Foam concrete has many serval advantages over conventional concrete such as minimization of structural dead load, less manpower, lower transport and operational cost and increase fire resistance, thermal insulation and sound absorption . However, one of the drawbacks of this material is its high drying shrinkage. Therefore, the aim of this research was to compare the effects of two different types of foaming agents (protein and synthetic) on the foam stability, microstructure and compressive strength of foam concrete at varying densities.

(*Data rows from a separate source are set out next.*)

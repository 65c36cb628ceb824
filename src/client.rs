use reqwest::{Client, StatusCode, Url};
use serde::de::DeserializeOwned;
use std::fmt;

/// Base URL used when `LEAGUE_API_BASE` is not set.
pub const DEFAULT_API_BASE: &str = "http://localhost:8000/api";

/// The one failure kind loaders care about: the fetch did not produce usable
/// JSON. Every response status is checked, regardless of endpoint.
#[derive(Debug)]
pub enum FetchError {
    /// The upstream answered with a non-success status.
    Status(StatusCode),
    /// Connection, timeout, or body/JSON decode failure.
    Transport(reqwest::Error),
}

impl fmt::Display for FetchError {
    fn fmt(&self, f: &mut fmt::Formatter<'_>) -> fmt::Result {
        match self {
            FetchError::Status(status) => write!(f, "upstream returned {status}"),
            FetchError::Transport(err) => write!(f, "upstream request failed: {err}"),
        }
    }
}

impl std::error::Error for FetchError {}

impl From<reqwest::Error> for FetchError {
    fn from(err: reqwest::Error) -> Self {
        FetchError::Transport(err)
    }
}

impl FetchError {
    pub fn is_not_found(&self) -> bool {
        matches!(self, FetchError::Status(status) if *status == StatusCode::NOT_FOUND)
    }
}

#[derive(Debug)]
pub struct InvalidApiBase(pub Url);

impl fmt::Display for InvalidApiBase {
    fn fmt(&self, f: &mut fmt::Formatter<'_>) -> fmt::Result {
        write!(f, "API base URL cannot hold path segments: {}", self.0)
    }
}

impl std::error::Error for InvalidApiBase {}

/// Shared client for the league stats API. Cheap to clone; one per app.
#[derive(Debug, Clone)]
pub struct ApiClient {
    http: Client,
    base: Url,
}

impl ApiClient {
    /// `base` keeps any path prefix it carries (e.g. `/api`). Rejects URLs
    /// that cannot take path segments (`mailto:` and friends).
    pub fn new(base: Url) -> Result<Self, InvalidApiBase> {
        if base.cannot_be_a_base() {
            return Err(InvalidApiBase(base));
        }
        Ok(Self {
            http: Client::new(),
            base,
        })
    }

    pub fn base(&self) -> &Url {
        &self.base
    }

    /// Append `segments` to the base path. Each segment is percent-encoded,
    /// so route parameters with spaces or slashes stay one segment.
    fn endpoint(&self, segments: &[&str]) -> Url {
        let mut url = self.base.clone();
        if let Ok(mut path) = url.path_segments_mut() {
            // `new` rejected cannot-be-a-base URLs, so this branch always runs.
            path.pop_if_empty().extend(segments);
        }
        url
    }

    /// One GET, one JSON body. Non-2xx statuses are errors.
    pub async fn get_json<T: DeserializeOwned>(
        &self,
        segments: &[&str],
        query: &[(&str, String)],
    ) -> Result<T, FetchError> {
        let mut request = self.http.get(self.endpoint(segments));
        if !query.is_empty() {
            request = request.query(query);
        }
        let response = request.send().await?;
        let status = response.status();
        if !status.is_success() {
            return Err(FetchError::Status(status));
        }
        Ok(response.json::<T>().await?)
    }

    /// Reachability probe against the upstream health endpoint.
    pub async fn ping(&self) -> Result<(), FetchError> {
        self.get_json::<serde_json::Value>(&["health"], &[])
            .await
            .map(|_| ())
    }
}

The results of the present study showed that protein-based foaming agent exhibits superior performance than synthetic-based foaming agent in terms of foam stability and microstructure. It was also observed that the foaming ability of protein-based foaming agent is dependent on its pH value. It is suggested that the use of protein-based foaming agent with a pH value above 10 yields optimal results.
In addition, it was found that the foaming process is affected by the amount of water used in the mix. Using a higher quantity of water than necessary destroys the bubbles in the mixture. The optimum ratio of foaming agent to cement is 0.6 %.
During the curing process, it was observed that the foamed concrete shows a significant decrease in drying shrinkage with time. This is due to the fact that the presence of hydration products in the foam concrete promotes drying shrinkage. Furthermore, the pore structure of the protein-based foamed concrete is more uniform than the synthetic-based one.